• What you need to do: With the line containing "highest impact first." as the first line and the last line of the records as the final one, reproduce that range exactly.

════════

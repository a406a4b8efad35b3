//! Domain façades over the dispatch core.
//!
//! Each façade pins a platform surface to fixed resource paths and typed
//! payload shapes. They carry no logic of their own: every method is one
//! dispatcher call.

pub mod chat;
pub mod companion;
pub mod crm;
pub mod projects;
pub mod user;

pub use chat::ChatApi;
pub use companion::CompanionApi;
pub use crm::CrmApi;
pub use projects::ProjectsApi;
pub use user::UserApi;
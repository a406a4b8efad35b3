//! Domain layer for the Atrium platform client.
//!
//! Core value types (envelope, error taxonomy, wire models) and the port
//! traits the infrastructure layer implements.

pub mod envelope;
pub mod errors;
pub mod models;
pub mod ports;

// Re-export the types callers destructure on every response.
pub use envelope::{Envelope, Outcome};
pub use errors::{ApiError, ApiResult};
//! AI companion wire models.

use serde::{Deserialize, Serialize};
use serde_json::Value;

/// Current disposition of the companion.
#[derive(Debug, Clone, Copy, PartialEq, Eq, Serialize, Deserialize)]
#[serde(rename_all = "lowercase")]
pub enum CompanionMood {
    /// General assistance.
    Helpful,
    /// Deep-work support.
    Focused,
    /// Ideation.
    Creative,
    /// Data-heavy reasoning.
    Analytical,
}

/// Companion profile and learning state.
#[derive(Debug, Clone, Serialize, Deserialize)]
#[serde(rename_all = "camelCase")]
pub struct CompanionProfile {
    /// Companion display name.
    pub name: String,
    /// Personality description.
    pub personality: String,
    /// Current disposition.
    pub mood: CompanionMood,
    /// Tools the companion may invoke.
    pub available_tools: Vec<String>,
    /// Training progress, 0-100.
    pub learning_progress: f64,
    /// Lifetime interaction count.
    pub interactions: u64,
}

/// Kind of a proactive suggestion.
#[derive(Debug, Clone, Copy, PartialEq, Eq, Serialize, Deserialize)]
#[serde(rename_all = "lowercase")]
pub enum SuggestionKind {
    /// Create or follow up a task.
    Task,
    /// A derived observation.
    Insight,
    /// A time-based nudge.
    Reminder,
    /// A usage tip.
    Tip,
}

/// A proactive suggestion surfaced next to the companion status.
#[derive(Debug, Clone, Serialize, Deserialize)]
pub struct Suggestion {
    /// What kind of suggestion this is.
    #[serde(rename = "type")]
    pub kind: SuggestionKind,
    /// Short headline.
    pub title: String,
    /// Longer description.
    pub description: String,
    /// Whether the UI should offer a one-click action.
    pub actionable: bool,
}

/// Payload of the companion-status endpoint.
#[derive(Debug, Clone, Serialize, Deserialize)]
pub struct CompanionStatus {
    /// Profile and learning state.
    pub companion: CompanionProfile,
    /// Current proactive suggestions.
    pub suggestions: Vec<Suggestion>,
}

/// One rated interaction used for training.
#[derive(Debug, Clone, Serialize, Deserialize)]
pub struct TrainingFeedback {
    /// The interaction being rated.
    pub interaction: String,
    /// Rating score.
    pub rating: f64,
    /// Free-form notes.
    #[serde(skip_serializing_if = "Option::is_none")]
    pub notes: Option<String>,
}

/// Request payload for training the companion.
#[derive(Debug, Clone, Serialize, Deserialize)]
pub struct TrainingData {
    /// Arbitrary preference document.
    pub preferences: serde_json::Map<String, Value>,
    /// Rated interactions.
    pub feedback: Vec<TrainingFeedback>,
}

/// Category of insights to request.
#[derive(Debug, Clone, Copy, Default, PartialEq, Eq, Serialize, Deserialize)]
#[serde(rename_all = "lowercase")]
pub enum InsightKind {
    /// Work habits and throughput.
    #[default]
    Productivity,
    /// Pipeline and revenue signals.
    Business,
    /// Individual patterns.
    Personal,
}

impl InsightKind {
    /// Wire value used in the `type` query parameter.
    pub const fn as_str(self) -> &'static str {
        match self {
            Self::Productivity => "productivity",
            Self::Business => "business",
            Self::Personal => "personal",
        }
    }
}

/// Expected effect of acting on an insight.
#[derive(Debug, Clone, Copy, PartialEq, Eq, Serialize, Deserialize)]
#[serde(rename_all = "lowercase")]
pub enum InsightImpact {
    /// Act on it.
    High,
    /// Worth a look.
    Medium,
    /// Informational.
    Low,
}

/// A derived insight.
#[derive(Debug, Clone, Serialize, Deserialize)]
#[serde(rename_all = "camelCase")]
pub struct Insight {
    /// Insight identifier.
    pub id: String,
    /// Free-form category label.
    #[serde(rename = "type")]
    pub kind: String,
    /// Short headline.
    pub title: String,
    /// Longer description.
    pub description: String,
    /// Expected effect of acting on it.
    pub impact: InsightImpact,
    /// Concrete follow-up steps.
    pub action_items: Vec<String>,
    /// Supporting data, shape varies by insight.
    pub data: Value,
}

/// Payload of the insights endpoint.
#[derive(Debug, Clone, Serialize, Deserialize)]
pub struct InsightReport {
    /// Insights, highest impact first.
    pub insights: Vec<Insight>,
}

════════

• Written reply:
    /// Insights, highest impact first.
    pub insights: Vec<Insight>,
}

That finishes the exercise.